▶ _EXERCISE OBJECTIVE_
In the entries that follow, the line with "Field::Day => self.day" opens the range and the line with "Where to go" closes it; repeat that range exactly, both lines included.

*** Opening of INPUT RECORDS ***

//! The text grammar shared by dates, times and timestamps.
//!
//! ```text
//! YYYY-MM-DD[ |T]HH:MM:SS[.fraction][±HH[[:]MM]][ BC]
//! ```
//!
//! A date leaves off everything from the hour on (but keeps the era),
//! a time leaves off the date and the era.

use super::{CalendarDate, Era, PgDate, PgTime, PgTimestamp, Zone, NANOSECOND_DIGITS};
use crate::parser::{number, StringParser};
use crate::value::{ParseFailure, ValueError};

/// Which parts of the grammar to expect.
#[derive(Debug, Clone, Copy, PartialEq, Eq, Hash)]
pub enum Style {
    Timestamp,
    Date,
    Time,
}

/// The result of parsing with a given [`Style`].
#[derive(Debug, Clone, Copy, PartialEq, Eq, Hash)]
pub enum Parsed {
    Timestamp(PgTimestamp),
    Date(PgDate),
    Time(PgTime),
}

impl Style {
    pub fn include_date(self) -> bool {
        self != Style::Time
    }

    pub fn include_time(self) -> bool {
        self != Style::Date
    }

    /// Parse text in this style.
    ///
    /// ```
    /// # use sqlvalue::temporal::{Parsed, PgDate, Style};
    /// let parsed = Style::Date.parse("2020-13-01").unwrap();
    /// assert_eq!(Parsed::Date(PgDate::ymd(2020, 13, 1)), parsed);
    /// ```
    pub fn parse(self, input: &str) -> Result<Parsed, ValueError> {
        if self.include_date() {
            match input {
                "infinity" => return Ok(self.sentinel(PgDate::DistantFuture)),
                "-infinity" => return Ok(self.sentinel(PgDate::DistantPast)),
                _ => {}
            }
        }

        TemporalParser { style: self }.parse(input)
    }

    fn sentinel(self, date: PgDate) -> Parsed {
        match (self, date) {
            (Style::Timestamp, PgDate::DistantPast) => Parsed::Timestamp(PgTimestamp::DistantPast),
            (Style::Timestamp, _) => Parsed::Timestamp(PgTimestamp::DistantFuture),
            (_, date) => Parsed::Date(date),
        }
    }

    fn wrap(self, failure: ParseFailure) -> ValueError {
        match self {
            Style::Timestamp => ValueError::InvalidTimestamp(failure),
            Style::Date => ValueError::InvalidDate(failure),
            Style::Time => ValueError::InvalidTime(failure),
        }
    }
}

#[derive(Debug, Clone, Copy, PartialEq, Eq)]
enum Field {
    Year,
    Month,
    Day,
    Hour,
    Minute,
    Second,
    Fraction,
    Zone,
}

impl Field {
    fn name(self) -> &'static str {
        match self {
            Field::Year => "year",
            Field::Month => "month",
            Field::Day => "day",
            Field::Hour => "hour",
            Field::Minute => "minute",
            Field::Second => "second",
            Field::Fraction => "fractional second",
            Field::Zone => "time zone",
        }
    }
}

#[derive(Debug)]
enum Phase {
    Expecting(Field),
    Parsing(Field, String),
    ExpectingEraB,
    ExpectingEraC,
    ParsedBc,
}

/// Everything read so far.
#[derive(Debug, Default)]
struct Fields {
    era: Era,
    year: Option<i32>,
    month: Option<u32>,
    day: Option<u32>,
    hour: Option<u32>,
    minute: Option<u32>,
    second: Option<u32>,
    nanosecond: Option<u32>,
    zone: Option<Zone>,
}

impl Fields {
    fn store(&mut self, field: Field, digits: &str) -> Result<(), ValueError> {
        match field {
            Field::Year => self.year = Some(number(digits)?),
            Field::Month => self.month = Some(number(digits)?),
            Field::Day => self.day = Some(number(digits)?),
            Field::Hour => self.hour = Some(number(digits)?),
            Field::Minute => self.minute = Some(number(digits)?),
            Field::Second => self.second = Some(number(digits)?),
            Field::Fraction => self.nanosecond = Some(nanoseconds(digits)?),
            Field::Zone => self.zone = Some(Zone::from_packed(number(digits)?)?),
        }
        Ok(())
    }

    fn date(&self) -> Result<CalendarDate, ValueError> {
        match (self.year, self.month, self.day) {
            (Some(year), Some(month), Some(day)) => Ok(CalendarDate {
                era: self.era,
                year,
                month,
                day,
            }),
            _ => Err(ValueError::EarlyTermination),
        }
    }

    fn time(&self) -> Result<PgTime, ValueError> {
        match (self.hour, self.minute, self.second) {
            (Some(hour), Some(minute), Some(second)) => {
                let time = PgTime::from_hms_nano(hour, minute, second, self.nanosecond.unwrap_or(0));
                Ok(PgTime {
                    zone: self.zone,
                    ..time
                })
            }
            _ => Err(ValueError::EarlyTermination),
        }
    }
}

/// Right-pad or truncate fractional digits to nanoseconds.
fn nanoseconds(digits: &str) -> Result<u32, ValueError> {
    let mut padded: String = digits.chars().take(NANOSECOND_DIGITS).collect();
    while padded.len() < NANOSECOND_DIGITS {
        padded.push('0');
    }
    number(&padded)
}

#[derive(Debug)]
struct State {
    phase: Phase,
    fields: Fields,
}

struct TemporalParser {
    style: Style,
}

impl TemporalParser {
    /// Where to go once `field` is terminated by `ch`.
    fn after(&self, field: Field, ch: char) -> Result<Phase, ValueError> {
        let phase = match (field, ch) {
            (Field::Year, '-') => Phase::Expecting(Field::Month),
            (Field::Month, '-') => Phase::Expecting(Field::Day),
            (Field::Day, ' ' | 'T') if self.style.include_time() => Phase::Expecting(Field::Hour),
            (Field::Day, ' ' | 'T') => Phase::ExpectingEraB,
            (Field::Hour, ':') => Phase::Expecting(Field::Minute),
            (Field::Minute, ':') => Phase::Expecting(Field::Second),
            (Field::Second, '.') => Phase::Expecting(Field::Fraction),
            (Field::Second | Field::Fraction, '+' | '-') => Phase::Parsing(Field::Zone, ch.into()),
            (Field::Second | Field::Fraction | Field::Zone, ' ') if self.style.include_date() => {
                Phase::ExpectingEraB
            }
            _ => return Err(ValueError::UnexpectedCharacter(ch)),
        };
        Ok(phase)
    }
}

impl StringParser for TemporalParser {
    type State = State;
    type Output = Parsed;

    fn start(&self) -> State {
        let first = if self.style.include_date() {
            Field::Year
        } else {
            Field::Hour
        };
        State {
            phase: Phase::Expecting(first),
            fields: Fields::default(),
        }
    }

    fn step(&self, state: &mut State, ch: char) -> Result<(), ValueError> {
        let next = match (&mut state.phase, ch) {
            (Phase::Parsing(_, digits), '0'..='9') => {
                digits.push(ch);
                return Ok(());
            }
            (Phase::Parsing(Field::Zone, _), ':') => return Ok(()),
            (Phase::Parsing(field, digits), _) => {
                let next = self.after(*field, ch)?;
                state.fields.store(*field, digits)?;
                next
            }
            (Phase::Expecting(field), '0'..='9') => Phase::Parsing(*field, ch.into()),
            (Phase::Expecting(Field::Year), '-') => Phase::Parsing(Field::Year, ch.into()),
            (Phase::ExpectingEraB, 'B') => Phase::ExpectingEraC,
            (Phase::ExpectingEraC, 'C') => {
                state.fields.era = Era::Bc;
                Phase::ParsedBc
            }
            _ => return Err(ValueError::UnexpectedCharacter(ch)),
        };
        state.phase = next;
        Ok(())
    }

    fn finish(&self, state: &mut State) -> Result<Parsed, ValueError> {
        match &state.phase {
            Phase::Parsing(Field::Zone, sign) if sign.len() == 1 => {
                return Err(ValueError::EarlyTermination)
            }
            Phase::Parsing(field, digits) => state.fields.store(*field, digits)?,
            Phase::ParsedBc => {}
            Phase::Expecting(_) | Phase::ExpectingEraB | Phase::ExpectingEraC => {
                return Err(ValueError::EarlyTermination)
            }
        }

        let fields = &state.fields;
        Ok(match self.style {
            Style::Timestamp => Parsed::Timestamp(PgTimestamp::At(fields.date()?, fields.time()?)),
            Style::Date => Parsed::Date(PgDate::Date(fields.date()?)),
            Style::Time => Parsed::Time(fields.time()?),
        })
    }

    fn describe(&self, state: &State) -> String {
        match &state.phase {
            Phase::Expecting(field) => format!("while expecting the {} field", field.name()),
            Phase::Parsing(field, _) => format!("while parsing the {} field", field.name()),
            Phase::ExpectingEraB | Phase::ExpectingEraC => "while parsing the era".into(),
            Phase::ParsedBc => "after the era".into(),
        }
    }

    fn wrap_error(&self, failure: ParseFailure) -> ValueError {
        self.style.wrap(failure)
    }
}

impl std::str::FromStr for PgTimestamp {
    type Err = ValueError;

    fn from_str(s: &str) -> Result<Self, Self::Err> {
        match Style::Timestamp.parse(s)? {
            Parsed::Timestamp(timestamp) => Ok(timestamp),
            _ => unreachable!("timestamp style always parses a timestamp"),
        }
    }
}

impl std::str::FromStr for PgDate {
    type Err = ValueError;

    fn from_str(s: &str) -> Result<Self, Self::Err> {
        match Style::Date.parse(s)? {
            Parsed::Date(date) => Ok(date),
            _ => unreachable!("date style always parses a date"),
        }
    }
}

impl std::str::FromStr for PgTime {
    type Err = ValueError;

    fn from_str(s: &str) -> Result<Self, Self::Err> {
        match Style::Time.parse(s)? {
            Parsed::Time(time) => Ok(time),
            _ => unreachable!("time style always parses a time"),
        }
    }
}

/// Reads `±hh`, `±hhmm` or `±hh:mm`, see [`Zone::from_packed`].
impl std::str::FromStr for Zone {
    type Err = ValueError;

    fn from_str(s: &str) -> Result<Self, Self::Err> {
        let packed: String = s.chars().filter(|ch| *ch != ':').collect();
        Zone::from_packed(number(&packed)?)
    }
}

*** Close of INPUT RECORDS ***

▶ _OUTPUT BELOW_
            Field::Day => self.day = Some(number(digits)?),
            Field::Hour => self.hour = Some(number(digits)?),
            Field::Minute => self.minute = Some(number(digits)?),
            Field::Second => self.second = Some(number(digits)?),
            Field::Fraction => self.nanosecond = Some(nanoseconds(digits)?),
            Field::Zone => self.zone = Some(Zone::from_packed(number(digits)?)?),
        }
        Ok(())
    }

    fn date(&self) -> Result<CalendarDate, ValueError> {
        match (self.year, self.month, self.day) {
            (Some(year), Some(month), Some(day)) => Ok(CalendarDate {
                era: self.era,
                year,
                month,
                day,
            }),
            _ => Err(ValueError::EarlyTermination),
        }
    }

    fn time(&self) -> Result<PgTime, ValueError> {
        match (self.hour, self.minute, self.second) {
            (Some(hour), Some(minute), Some(second)) => {
                let time = PgTime::from_hms_nano(hour, minute, second, self.nanosecond.unwrap_or(0));
                Ok(PgTime {
                    zone: self.zone,
                    ..time
                })
            }
            _ => Err(ValueError::EarlyTermination),
        }
    }
}

/// Right-pad or truncate fractional digits to nanoseconds.
fn nanoseconds(digits: &str) -> Result<u32, ValueError> {
    let mut padded: String = digits.chars().take(NANOSECOND_DIGITS).collect();
    while padded.len() < NANOSECOND_DIGITS {
        padded.push('0');
    }
    number(&padded)
}

#[derive(Debug)]
struct State {
    phase: Phase,
    fields: Fields,
}

struct TemporalParser {
    style: Style,
}

impl TemporalParser {
    /// Where to go once `field` is terminated by `ch`.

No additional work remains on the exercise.